**Exercise instructions**
Return, from the data below, each line that contains the word "KeyCode".

*** Opening of Records provided ***

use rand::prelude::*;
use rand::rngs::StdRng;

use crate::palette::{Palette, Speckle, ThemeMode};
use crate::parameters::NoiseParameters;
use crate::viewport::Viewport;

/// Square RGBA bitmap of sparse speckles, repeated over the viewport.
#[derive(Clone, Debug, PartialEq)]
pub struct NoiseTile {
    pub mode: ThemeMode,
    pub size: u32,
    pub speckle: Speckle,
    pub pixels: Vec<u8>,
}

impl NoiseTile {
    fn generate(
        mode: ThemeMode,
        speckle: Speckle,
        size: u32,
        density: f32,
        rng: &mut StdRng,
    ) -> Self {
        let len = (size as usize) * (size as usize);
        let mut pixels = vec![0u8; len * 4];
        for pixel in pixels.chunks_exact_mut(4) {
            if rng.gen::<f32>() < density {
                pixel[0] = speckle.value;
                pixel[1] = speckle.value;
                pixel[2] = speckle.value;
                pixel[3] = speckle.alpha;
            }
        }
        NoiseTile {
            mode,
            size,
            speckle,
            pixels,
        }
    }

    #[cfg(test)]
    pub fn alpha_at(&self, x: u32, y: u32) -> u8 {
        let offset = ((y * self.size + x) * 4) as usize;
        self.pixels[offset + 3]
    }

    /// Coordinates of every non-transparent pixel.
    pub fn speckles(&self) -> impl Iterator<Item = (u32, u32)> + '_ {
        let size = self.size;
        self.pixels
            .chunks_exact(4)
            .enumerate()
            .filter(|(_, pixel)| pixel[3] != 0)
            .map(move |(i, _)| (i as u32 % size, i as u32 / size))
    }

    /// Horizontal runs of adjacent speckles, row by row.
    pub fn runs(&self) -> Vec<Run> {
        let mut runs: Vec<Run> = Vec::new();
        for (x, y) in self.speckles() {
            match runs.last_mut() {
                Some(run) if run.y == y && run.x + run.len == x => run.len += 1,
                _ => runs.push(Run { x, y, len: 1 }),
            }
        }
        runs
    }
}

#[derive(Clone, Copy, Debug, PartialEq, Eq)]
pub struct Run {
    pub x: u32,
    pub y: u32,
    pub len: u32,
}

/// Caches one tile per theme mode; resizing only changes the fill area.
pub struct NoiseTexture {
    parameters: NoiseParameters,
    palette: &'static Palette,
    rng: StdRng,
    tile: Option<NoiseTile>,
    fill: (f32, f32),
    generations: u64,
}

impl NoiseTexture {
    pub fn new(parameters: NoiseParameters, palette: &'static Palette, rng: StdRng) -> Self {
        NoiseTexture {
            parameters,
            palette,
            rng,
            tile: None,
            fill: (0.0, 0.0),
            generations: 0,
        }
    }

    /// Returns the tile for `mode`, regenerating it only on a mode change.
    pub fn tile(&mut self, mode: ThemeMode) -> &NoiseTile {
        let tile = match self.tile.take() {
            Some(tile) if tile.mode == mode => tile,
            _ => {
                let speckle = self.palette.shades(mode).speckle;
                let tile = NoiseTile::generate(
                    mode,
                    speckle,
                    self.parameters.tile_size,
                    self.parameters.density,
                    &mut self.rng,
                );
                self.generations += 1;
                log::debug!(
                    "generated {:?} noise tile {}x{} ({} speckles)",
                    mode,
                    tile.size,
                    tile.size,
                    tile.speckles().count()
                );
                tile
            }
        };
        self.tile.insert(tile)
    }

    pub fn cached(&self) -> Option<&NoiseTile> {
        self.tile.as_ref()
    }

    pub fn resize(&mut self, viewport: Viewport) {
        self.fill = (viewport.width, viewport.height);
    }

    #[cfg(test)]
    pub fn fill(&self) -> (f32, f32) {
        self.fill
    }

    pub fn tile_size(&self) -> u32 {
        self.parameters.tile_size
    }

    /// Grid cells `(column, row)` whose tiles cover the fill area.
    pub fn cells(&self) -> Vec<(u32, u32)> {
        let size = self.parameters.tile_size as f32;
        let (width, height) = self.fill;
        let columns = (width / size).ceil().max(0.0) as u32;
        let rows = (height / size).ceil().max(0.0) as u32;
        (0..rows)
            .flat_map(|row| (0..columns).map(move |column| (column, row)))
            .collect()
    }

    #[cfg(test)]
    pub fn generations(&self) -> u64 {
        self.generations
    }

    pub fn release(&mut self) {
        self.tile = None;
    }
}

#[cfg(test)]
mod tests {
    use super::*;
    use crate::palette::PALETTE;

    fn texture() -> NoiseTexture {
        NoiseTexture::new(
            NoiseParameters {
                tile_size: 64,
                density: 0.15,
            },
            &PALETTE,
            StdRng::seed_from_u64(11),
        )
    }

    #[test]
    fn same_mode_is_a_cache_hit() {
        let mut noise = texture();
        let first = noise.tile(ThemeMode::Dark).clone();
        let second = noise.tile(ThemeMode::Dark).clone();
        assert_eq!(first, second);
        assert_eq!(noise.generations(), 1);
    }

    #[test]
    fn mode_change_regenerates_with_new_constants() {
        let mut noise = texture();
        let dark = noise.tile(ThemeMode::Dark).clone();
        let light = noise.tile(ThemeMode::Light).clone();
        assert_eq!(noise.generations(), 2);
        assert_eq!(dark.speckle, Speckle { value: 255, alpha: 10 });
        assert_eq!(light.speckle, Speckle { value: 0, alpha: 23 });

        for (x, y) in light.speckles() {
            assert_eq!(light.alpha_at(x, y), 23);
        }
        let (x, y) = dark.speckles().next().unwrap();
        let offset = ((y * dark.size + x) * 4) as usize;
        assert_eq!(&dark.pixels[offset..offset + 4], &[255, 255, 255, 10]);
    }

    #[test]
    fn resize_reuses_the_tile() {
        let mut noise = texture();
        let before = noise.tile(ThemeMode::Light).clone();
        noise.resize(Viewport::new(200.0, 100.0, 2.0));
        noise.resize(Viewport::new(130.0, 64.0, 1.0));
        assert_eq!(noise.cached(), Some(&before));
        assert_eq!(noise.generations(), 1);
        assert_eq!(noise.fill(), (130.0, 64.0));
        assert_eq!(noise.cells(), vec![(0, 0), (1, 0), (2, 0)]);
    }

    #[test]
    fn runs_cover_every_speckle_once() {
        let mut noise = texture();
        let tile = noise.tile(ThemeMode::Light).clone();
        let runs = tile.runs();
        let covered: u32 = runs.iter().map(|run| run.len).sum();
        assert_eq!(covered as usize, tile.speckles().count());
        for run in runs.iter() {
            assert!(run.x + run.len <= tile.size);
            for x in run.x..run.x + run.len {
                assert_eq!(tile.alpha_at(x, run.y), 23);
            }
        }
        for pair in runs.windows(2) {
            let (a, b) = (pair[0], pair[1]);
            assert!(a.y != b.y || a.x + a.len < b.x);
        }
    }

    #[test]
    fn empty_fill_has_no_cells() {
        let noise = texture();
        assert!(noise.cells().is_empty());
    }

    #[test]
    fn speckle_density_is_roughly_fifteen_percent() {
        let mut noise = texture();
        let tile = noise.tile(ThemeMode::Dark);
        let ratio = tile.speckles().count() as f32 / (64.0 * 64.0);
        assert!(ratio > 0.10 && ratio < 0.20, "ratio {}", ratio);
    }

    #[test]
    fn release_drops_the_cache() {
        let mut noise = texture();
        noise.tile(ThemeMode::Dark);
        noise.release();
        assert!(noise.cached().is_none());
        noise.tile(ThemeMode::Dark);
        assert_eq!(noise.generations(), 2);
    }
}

*** Close of Records provided ***
*** Opening of Records provided ***

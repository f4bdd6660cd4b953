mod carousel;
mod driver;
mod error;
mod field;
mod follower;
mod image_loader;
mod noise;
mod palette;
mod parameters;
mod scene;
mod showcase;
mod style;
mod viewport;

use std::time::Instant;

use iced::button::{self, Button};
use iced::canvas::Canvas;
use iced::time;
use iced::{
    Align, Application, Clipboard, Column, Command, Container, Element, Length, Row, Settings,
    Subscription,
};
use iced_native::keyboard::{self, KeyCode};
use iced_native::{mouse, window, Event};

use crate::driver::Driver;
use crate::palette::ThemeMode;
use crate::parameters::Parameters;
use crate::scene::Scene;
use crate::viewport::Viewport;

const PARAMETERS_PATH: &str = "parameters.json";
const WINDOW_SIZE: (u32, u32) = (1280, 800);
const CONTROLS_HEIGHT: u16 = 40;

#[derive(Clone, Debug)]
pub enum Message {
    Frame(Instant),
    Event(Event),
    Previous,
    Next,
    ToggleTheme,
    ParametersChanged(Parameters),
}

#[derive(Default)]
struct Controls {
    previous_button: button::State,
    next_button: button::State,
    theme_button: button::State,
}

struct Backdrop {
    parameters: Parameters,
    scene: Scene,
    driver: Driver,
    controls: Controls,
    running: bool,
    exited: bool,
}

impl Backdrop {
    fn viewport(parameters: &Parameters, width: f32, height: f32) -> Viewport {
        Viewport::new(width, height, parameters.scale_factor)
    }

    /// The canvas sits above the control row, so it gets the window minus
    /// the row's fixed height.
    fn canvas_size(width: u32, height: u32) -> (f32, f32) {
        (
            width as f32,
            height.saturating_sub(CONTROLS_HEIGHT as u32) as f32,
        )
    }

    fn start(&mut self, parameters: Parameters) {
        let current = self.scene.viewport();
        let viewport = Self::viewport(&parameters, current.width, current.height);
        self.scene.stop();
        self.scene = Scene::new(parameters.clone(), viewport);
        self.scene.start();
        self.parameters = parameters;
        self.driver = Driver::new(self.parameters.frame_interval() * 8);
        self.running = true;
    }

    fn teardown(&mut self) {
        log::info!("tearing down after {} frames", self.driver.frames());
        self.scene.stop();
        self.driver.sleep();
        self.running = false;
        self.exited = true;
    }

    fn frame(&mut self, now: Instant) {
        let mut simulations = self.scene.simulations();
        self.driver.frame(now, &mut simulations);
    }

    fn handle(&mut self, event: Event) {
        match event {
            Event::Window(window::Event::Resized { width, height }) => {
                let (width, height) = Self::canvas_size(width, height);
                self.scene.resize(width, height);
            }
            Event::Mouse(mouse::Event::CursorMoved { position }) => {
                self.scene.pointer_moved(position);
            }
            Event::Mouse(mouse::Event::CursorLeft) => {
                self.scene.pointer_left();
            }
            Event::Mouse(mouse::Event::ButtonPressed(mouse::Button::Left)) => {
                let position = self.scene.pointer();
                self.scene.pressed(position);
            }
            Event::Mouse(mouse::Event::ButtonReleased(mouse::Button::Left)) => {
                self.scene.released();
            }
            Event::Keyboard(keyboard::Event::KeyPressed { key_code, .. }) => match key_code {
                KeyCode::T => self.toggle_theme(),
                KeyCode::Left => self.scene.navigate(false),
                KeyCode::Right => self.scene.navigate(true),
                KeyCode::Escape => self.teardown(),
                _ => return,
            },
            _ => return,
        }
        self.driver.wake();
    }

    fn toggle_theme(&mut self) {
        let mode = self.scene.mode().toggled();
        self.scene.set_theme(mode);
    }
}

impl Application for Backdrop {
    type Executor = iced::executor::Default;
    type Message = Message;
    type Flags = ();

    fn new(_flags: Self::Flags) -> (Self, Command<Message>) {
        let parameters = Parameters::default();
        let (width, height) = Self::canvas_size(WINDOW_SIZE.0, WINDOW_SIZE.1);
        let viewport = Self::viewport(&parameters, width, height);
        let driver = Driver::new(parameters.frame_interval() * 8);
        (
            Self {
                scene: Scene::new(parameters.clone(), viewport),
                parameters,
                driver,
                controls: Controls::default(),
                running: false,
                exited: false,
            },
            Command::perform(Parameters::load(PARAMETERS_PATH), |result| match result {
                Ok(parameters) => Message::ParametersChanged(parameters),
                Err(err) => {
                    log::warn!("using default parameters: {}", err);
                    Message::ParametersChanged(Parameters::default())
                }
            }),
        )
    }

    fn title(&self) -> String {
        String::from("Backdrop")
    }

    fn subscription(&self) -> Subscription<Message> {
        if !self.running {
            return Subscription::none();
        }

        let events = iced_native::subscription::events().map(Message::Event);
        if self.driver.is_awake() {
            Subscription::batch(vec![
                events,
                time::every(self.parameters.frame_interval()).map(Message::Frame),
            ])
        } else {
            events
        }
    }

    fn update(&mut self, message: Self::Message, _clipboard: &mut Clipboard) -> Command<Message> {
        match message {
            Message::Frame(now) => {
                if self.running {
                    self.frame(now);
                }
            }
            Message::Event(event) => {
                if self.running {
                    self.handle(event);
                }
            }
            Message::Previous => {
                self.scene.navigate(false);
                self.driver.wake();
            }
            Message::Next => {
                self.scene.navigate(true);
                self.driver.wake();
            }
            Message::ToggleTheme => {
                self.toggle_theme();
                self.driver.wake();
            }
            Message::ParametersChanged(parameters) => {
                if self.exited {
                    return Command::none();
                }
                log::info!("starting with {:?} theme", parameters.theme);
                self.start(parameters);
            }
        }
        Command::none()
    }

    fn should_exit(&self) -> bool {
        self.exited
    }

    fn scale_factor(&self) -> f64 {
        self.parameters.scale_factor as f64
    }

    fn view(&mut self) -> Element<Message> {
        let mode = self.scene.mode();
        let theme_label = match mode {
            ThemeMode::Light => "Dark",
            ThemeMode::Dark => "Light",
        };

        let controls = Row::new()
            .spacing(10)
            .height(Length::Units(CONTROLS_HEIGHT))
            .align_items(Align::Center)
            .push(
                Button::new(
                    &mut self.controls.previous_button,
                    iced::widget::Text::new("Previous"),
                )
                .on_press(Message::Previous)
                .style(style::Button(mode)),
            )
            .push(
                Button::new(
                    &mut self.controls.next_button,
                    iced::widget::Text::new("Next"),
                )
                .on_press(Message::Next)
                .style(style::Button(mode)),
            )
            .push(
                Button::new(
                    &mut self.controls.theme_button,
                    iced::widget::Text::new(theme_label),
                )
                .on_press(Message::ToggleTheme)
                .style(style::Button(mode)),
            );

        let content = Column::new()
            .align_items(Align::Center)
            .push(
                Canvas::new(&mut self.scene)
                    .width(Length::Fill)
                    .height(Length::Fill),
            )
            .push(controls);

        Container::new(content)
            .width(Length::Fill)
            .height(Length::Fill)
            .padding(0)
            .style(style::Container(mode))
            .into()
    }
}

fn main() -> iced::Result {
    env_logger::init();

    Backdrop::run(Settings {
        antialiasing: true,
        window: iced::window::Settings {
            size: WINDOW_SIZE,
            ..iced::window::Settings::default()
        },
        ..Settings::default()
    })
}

*** Close of Records provided ***
*** Opening of Records provided ***

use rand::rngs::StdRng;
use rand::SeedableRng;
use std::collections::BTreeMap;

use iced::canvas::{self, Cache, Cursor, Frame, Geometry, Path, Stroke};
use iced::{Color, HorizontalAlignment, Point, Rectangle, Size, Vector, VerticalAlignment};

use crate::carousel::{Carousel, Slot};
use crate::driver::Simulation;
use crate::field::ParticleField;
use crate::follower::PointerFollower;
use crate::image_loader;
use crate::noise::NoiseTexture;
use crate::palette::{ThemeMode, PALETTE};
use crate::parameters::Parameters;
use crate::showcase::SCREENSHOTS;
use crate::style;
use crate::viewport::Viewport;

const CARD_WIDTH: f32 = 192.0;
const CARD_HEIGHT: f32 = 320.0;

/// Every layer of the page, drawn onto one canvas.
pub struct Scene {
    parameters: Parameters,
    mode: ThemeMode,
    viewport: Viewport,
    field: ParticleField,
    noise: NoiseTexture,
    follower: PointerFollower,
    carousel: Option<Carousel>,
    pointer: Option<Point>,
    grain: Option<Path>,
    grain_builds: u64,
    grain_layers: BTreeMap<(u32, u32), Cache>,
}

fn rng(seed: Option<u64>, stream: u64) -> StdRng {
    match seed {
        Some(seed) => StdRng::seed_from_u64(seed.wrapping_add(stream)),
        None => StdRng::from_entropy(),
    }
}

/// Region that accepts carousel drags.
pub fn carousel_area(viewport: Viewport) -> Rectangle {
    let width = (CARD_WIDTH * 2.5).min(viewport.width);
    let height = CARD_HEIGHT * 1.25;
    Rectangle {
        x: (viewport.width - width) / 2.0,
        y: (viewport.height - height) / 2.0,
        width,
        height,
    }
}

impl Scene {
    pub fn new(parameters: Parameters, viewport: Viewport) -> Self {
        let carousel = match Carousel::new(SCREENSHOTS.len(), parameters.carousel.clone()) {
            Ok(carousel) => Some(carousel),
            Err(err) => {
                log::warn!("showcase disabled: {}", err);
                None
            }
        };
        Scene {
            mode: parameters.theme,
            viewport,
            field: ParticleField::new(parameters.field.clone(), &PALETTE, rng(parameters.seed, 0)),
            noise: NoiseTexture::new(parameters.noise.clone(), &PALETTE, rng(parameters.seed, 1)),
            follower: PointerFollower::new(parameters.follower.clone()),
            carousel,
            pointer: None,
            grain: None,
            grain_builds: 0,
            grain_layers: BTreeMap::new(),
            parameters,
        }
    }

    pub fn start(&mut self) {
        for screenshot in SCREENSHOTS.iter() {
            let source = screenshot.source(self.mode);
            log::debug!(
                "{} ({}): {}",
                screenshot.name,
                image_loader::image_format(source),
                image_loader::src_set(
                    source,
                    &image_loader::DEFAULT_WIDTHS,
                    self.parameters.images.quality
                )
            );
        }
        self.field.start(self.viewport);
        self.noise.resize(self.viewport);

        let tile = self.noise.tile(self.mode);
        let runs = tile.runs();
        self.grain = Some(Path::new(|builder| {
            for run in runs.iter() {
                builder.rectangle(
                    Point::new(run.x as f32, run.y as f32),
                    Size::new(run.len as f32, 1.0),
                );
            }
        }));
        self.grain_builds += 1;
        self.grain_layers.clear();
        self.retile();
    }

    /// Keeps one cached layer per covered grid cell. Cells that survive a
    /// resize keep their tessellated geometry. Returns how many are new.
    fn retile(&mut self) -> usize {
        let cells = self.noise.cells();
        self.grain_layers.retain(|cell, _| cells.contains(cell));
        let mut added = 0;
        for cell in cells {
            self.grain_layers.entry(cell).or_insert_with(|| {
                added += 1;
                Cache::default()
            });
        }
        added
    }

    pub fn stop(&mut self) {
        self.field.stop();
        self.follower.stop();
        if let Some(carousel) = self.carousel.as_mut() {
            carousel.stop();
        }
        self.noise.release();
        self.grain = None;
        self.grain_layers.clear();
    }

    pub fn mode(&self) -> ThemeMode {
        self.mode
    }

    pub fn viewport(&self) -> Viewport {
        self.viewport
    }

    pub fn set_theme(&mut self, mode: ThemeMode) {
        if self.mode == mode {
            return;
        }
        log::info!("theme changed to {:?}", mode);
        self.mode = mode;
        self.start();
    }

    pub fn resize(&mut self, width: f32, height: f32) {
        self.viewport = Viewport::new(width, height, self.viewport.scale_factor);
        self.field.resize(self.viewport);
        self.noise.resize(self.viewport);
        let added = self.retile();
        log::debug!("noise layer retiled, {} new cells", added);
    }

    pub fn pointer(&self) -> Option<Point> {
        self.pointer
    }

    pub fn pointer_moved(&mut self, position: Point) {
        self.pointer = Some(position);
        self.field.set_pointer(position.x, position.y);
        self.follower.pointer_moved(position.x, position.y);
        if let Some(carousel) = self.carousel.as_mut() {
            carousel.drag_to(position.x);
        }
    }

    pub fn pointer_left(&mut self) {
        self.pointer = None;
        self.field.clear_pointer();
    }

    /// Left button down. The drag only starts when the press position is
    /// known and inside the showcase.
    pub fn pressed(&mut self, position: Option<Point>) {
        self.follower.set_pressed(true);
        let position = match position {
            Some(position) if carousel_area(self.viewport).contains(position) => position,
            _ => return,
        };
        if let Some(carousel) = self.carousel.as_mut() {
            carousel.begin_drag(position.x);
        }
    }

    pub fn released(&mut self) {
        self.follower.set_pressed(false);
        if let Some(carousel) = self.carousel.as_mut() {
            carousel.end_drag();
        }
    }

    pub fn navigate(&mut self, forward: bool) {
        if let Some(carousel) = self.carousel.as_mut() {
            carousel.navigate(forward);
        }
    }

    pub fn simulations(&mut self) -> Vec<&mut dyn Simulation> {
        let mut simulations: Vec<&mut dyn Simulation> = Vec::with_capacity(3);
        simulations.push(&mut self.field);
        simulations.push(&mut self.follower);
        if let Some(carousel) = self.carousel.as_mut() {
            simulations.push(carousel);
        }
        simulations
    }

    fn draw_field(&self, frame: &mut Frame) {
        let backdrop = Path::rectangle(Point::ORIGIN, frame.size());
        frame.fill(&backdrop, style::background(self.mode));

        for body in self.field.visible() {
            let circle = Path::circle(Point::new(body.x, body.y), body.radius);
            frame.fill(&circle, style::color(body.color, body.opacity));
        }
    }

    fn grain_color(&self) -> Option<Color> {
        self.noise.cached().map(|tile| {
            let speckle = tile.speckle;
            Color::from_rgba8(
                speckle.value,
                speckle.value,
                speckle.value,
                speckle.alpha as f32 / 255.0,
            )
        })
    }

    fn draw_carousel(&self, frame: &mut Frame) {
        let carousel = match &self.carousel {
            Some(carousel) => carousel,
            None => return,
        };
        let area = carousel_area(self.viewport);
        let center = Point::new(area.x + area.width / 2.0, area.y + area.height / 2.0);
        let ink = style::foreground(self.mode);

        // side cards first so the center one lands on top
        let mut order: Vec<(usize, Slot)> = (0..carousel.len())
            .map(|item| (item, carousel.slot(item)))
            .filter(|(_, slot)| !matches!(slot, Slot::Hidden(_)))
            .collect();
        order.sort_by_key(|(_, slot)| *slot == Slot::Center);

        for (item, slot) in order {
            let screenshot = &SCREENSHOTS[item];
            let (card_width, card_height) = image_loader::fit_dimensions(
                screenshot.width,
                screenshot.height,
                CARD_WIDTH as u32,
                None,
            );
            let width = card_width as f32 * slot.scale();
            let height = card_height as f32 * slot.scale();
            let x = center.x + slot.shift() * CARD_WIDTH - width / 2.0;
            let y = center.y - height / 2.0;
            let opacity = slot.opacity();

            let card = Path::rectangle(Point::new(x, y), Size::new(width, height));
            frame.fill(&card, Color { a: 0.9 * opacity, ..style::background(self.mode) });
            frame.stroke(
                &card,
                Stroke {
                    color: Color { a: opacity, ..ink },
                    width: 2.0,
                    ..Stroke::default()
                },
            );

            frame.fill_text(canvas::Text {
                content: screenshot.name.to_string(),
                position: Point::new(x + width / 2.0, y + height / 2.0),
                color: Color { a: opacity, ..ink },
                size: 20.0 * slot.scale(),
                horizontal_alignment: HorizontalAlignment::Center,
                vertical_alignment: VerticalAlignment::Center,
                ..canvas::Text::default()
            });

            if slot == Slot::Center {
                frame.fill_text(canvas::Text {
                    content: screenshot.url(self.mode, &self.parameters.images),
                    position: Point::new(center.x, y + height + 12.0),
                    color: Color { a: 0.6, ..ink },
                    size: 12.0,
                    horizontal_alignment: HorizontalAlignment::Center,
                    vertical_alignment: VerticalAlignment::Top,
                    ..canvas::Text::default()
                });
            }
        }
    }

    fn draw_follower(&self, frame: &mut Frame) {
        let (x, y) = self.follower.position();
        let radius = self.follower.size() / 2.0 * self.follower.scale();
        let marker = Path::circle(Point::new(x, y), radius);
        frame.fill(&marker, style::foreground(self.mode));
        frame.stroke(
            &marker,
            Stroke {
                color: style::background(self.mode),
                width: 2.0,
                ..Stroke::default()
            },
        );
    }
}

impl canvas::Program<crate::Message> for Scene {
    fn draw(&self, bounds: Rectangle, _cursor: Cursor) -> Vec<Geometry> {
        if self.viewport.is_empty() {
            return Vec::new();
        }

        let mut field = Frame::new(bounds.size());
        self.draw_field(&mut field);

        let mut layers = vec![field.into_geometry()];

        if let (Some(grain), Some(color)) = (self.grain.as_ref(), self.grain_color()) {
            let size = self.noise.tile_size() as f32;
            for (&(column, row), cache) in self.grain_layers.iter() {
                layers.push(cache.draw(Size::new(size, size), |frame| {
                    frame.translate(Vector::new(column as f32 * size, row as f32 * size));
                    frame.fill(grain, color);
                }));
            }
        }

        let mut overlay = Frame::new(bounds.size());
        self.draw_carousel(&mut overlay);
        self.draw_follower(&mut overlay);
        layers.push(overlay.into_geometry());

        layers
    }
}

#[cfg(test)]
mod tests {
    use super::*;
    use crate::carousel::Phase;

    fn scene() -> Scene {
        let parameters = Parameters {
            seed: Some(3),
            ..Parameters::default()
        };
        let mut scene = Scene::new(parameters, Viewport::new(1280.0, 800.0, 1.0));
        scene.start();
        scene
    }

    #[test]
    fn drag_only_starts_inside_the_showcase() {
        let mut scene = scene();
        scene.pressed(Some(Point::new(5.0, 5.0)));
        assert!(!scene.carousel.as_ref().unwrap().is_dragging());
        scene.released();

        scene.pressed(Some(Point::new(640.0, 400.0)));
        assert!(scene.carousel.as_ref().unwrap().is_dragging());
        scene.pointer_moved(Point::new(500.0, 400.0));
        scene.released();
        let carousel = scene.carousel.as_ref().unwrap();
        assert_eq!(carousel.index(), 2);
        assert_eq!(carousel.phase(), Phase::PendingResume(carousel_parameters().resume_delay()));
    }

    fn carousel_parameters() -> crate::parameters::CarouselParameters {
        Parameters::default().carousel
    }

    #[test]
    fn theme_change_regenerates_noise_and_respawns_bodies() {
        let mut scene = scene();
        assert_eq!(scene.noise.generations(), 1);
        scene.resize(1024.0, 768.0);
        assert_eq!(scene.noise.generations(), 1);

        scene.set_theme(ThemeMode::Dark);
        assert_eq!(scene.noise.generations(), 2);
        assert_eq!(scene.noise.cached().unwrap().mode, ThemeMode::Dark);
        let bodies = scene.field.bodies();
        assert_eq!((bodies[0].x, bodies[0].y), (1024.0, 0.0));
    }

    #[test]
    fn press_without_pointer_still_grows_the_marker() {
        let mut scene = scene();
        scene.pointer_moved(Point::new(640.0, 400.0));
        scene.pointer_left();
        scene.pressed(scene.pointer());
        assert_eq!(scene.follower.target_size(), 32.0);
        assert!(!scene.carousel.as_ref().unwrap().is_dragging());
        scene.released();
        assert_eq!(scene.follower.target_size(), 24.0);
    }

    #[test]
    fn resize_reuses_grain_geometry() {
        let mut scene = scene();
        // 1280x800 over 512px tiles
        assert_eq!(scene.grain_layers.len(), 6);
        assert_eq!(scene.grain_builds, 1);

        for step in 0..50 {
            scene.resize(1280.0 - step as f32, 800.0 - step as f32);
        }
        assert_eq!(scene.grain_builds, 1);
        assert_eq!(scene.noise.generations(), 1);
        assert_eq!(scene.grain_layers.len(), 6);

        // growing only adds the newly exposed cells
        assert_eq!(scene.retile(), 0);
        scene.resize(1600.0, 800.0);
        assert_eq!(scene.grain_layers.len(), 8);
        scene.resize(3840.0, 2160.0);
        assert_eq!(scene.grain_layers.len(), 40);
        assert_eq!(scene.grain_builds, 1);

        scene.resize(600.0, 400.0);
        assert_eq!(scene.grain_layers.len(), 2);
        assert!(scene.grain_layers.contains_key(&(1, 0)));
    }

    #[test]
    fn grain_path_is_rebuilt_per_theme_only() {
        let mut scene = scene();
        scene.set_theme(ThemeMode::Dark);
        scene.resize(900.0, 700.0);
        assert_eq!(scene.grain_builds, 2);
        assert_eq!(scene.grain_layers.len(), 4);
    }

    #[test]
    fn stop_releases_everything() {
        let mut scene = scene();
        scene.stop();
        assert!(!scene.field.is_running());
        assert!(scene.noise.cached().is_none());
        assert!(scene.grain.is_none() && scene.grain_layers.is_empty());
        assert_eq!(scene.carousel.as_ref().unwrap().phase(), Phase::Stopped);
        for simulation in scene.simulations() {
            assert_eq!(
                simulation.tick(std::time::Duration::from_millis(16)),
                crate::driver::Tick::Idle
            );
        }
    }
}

*** Close of Records provided ***

**Reply**
use iced_native::keyboard::{self, KeyCode};
                KeyCode::T => self.toggle_theme(),
                KeyCode::Left => self.scene.navigate(false),
                KeyCode::Right => self.scene.navigate(true),
                KeyCode::Escape => self.teardown(),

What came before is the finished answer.